Eu estava ali no corredor eternamente branco.
As pessoas realmente conseguiam ficar paradas?
Conseguiam conversar como se algo não estivesse acontecendo?
Não percebiam o quanto agoniado ele se encontrava? Cada passo que dava era como se o chão estivesse procurando um motivo só para não ficar estático? E de quem foi à ideia de colocar carinhas amarelas, nos corredores, cuja informação era 'sorria você está sendo filmado'? Quem foi? Aqueles olhos... Pingos pretos assustadores...
As enfermeiras ficavam indo e vindo nada de dizer uma só palavra... Nada. Era tão difícil dizer uma única coisa? Uma informação... Sei lá, qualquer coisa. De repente aquele silêncio ficou quase insuportável.
Calma. Calma... Calma...
Tentava dizer para mim mesmo. Adiantava? Nada. Só arranjava mais e mais motivo para pensar qual era o motivo de pedir tanta calma. O que me fazia ficar cada vez mais inquieto.
Onde estava minha paciência, a final? Tentara tantas vezes escutar música e, simplesmente, não conseguia ouvir nem os primeiros trinta segundos e já trocava. Perdera as contas de quantas vezes havia feito isso.
As pessoas simplesmente pareciam ignorar... Mas por quê? Era por saber que ele estava esquecido num mar repleto de flores espinhosas? Desde quando flores cresciam em água salgada? Desde quando? Céus, o que eu estou pensando? Só queria ter alguns minutos sem pensar... Sem temer por... Quanto tempo isso vai perdurar?
Uma voz feminina gritando o fez sair de meus devaneios.

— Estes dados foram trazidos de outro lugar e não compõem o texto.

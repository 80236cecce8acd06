//! Statistics queries: fetch the rows, then aggregate with `bt_core::stats`.

use bt_core::stats::{
    daily_window, ensure_not_before_birth, recent_snapshot, summarize_day, summarize_week,
    weekly_window,
};
use bt_core::{
    Activity, BabyId, DailyStats, RecentStats, TzOffset, UserId, WeeklyStats, Window,
};
use chrono::{DateTime, NaiveDate, Utc};
use tracing::debug;

use crate::activities::{ACTIVITY_SELECT, query_activities};
use crate::babies::find_baby;
use crate::{Database, DbError, format_timestamp};

impl Database {
    /// Summarizes one local calendar day for a baby.
    pub fn daily_stats(
        &self,
        user: &UserId,
        baby_id: Option<&BabyId>,
        date: NaiveDate,
        tz: TzOffset,
    ) -> Result<DailyStats, DbError> {
        let baby = find_baby(&self.conn, user, baby_id)?;
        ensure_not_before_birth(date, baby.birth_date)?;
        let activities = self.activities_in_window(&baby.id, daily_window(date, tz)?)?;
        Ok(summarize_day(date, tz, &activities)?)
    }

    /// Summarizes the seven local days ending with `date`.
    pub fn weekly_stats(
        &self,
        user: &UserId,
        baby_id: Option<&BabyId>,
        date: NaiveDate,
        tz: TzOffset,
    ) -> Result<WeeklyStats, DbError> {
        let baby = find_baby(&self.conn, user, baby_id)?;
        ensure_not_before_birth(date, baby.birth_date)?;
        let activities = self.activities_in_window(&baby.id, weekly_window(date, tz)?)?;
        Ok(summarize_week(date, tz, &activities)?)
    }

    /// Latest feed, diaper and sleep state relative to now.
    pub fn recent_stats(
        &self,
        user: &UserId,
        baby_id: Option<&BabyId>,
    ) -> Result<RecentStats, DbError> {
        self.recent_stats_at(user, baby_id, Utc::now())
    }

    /// Latest feed, diaper and sleep state relative to `now`.
    pub fn recent_stats_at(
        &self,
        user: &UserId,
        baby_id: Option<&BabyId>,
        now: DateTime<Utc>,
    ) -> Result<RecentStats, DbError> {
        let baby = find_baby(&self.conn, user, baby_id)?;
        let mut latest = Vec::new();
        for condition in [
            "a.type = 'feed'",
            "a.type = 'diaper'",
            "a.type = 'sleep' AND a.end_time IS NULL",
            "a.type = 'sleep' AND a.end_time IS NOT NULL",
        ] {
            latest.extend(query_activities(
                &self.conn,
                &format!(
                    "{ACTIVITY_SELECT} WHERE a.baby_id = ? AND {condition} \
                     ORDER BY a.start_time DESC, a.id DESC LIMIT 1"
                ),
                [baby.id.as_str()],
            )?);
        }
        Ok(recent_snapshot(now, &latest))
    }

    fn activities_in_window(
        &self,
        baby_id: &BabyId,
        window: Window,
    ) -> Result<Vec<Activity>, DbError> {
        let start = format_timestamp(window.start);
        let end = format_timestamp(window.end);
        debug!(baby = %baby_id, %start, %end, "loading activities for stats");
        query_activities(
            &self.conn,
            &format!(
                "{ACTIVITY_SELECT} WHERE a.baby_id = ? AND a.start_time >= ? AND a.start_time < ? \
                 ORDER BY a.start_time ASC, a.id ASC"
            ),
            [baby_id.as_str(), start.as_str(), end.as_str()],
        )
    }
}
//! Core domain logic for the baby tracker.
//!
//! This crate contains the fundamental types and logic for:
//! - Activities: the seven activity types and their detail records
//! - Validation: input limits for activities, timers and babies
//! - Statistics: daily, weekly and recent summaries over loaded activities
//! - Timezones: browser-style offsets and local day boundaries

pub mod activity;
pub mod activity_type;
pub mod baby;
pub mod detail;
pub mod stats;
pub mod types;
pub mod tz;
pub mod validate;

pub use activity::{Activity, NewActivity, TimerStart, TimerStop, elapsed_minutes, stopped_detail};
pub use activity_type::ActivityType;
pub use baby::{Baby, NewBaby, format_age};
pub use detail::{
    ActivityDetail, BreastSide, DiaperColor, DiaperConsistency, DiaperDetail, FeedDetail,
    FeedMethod, GrowthDetail, HealthDetail, HealthRecordType, MilestoneDetail, PumpDetail,
    SleepDetail,
};
pub use stats::{DailyStats, RecentStats, WeeklyStats, Window};
pub use types::{ActivityId, BabyId, UserId, ValidationError, parse_date};
pub use tz::TzOffset;
pub use validate::{ValidationLimits, Validator};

- por favor! Deixem-me vê-lo! - Cada vez mais forte, agoniado, ela clamava. -Necessito! Por favor! Pelo amor de um ser superior! Alguém... Por favor! Eu não posso ficar assim! Ele... Como ele está? Por favor... - ela apareceu no final do corredor. Se não fossem os olhos vermelhos, marejados de lágrimas, ela poderia ser comparada como um anjo que fora visitar a terra por uma missão celestial. Tinha uma aparência jovial bela, possuía os cabelos ondulados, com um castanho-dourado-claro, de um tom entre castanhos e loiros. De uma altura mediana e um corpo... Um corpo que lembrava muito à sua mulher.
- só me digam que o verei ainda hoje! - e mais lágrimas rolavam pelo rosto dela. Ela estava falando com um dos médicos de plantão. Ele disse algo que a fez sentar prontamente, sem desviar dos olhos dele. Lágrimas e mais lágrimas escorriam pelo rosto delicado dela...
Será que esse alguém que ela tanto fazia questão de ver, morrera? Será que havia... Havia... O médico estava trazendo-a para uma das salas de espera, a que ele estava, e a fizera sentar naqueles solfares enormes. Falara algo e saíra. Vi quando ela olhara para todos os lados lentamente e percebi, com grande espanto e compreensão, que ela sentia o mesmo que eu há alguns míseros minutos atrás.